● Instructions for the task:
Copy each line of the data below with the word "Disabled".

Stored items
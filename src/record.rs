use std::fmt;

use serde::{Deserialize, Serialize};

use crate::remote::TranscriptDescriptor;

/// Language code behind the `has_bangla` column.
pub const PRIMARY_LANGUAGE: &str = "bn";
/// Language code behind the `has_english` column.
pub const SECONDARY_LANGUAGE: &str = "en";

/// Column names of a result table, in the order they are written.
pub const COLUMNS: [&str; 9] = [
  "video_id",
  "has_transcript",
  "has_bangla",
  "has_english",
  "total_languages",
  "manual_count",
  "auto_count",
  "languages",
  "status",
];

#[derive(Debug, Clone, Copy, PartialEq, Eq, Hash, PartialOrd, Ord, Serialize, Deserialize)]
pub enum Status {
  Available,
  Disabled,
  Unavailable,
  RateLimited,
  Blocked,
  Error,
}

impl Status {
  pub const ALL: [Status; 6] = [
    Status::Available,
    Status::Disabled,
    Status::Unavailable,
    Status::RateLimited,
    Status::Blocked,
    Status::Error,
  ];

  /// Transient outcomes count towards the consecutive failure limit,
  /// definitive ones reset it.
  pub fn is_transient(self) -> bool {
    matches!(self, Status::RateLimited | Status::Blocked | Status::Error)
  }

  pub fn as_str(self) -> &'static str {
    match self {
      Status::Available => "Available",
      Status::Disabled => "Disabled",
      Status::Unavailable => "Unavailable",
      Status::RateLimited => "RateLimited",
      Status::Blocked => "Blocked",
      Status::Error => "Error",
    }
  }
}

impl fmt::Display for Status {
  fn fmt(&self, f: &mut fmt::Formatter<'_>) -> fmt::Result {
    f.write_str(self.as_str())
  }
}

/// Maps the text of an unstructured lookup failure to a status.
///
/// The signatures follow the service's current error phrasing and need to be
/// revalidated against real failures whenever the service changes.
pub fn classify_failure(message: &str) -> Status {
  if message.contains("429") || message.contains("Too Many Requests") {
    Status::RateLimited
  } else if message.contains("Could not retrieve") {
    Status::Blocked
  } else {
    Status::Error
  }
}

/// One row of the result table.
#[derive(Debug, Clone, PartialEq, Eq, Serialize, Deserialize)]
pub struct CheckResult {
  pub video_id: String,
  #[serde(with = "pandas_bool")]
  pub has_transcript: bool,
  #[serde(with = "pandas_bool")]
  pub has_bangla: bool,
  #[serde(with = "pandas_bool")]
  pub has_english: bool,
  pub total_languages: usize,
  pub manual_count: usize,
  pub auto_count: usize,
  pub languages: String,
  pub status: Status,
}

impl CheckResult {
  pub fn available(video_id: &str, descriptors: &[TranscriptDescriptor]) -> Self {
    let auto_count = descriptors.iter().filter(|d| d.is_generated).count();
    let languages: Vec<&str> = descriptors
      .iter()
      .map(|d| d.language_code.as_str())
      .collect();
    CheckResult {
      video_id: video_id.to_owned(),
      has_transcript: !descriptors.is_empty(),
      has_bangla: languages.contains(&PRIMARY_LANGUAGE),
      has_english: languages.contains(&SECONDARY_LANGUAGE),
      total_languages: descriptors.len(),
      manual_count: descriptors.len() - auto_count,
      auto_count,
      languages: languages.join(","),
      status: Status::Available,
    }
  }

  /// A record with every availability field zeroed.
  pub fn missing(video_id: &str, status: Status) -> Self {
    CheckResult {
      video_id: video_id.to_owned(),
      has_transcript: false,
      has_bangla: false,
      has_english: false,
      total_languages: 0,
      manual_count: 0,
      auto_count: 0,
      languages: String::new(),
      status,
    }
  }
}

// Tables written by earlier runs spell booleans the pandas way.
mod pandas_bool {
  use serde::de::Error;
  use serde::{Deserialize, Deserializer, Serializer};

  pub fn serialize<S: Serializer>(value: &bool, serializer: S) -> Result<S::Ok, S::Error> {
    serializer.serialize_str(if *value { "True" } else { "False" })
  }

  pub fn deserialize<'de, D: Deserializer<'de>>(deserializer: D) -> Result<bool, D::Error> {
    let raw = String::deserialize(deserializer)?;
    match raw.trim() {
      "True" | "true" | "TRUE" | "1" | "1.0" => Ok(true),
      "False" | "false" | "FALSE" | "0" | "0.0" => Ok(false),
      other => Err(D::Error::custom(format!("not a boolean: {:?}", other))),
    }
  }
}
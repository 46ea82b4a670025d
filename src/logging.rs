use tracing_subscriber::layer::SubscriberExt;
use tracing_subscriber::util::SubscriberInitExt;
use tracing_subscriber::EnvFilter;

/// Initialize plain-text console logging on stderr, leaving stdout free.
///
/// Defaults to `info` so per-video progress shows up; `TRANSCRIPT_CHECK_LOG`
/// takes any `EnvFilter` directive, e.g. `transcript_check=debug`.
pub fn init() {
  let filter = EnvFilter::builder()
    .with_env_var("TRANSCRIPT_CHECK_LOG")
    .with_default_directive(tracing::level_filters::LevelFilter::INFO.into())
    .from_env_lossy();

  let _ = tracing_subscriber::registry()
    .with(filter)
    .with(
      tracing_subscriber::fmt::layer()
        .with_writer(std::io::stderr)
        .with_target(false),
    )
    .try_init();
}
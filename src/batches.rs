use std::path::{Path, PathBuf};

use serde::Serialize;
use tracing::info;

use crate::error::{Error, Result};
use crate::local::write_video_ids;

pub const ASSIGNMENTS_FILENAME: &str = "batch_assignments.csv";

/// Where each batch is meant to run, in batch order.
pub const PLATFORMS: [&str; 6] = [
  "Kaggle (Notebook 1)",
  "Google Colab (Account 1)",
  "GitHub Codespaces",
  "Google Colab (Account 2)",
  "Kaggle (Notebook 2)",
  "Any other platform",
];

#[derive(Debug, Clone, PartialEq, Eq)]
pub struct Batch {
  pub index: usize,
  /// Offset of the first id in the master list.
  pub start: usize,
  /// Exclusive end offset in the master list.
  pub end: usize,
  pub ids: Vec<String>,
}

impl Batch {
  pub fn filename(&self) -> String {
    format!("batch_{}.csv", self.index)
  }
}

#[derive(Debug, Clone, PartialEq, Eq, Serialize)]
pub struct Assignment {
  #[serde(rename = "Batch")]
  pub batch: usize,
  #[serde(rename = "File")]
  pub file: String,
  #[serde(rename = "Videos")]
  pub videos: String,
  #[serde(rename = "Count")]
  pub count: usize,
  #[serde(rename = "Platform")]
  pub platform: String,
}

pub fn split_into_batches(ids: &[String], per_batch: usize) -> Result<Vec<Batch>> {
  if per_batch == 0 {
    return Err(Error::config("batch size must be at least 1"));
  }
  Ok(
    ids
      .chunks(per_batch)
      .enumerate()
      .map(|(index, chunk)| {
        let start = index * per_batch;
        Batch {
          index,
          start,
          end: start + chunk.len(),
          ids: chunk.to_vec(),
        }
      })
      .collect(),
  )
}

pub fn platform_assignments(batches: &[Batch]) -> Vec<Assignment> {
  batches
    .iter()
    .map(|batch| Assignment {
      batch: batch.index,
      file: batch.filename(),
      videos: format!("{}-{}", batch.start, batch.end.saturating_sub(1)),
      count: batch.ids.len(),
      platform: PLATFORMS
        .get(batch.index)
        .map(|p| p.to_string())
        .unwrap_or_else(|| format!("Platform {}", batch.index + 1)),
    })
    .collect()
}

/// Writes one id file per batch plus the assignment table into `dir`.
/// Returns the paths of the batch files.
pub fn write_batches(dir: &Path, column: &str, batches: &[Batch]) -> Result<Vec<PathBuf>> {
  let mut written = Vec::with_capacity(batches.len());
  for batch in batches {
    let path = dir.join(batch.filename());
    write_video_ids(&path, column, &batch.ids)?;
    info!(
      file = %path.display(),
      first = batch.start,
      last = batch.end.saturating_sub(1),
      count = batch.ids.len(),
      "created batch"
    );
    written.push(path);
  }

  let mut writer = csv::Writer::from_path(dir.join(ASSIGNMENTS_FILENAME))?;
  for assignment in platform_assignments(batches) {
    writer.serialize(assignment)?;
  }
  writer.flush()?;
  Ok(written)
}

● Response below:
  Disabled,
    Status::Disabled,
      Status::Disabled => "Disabled",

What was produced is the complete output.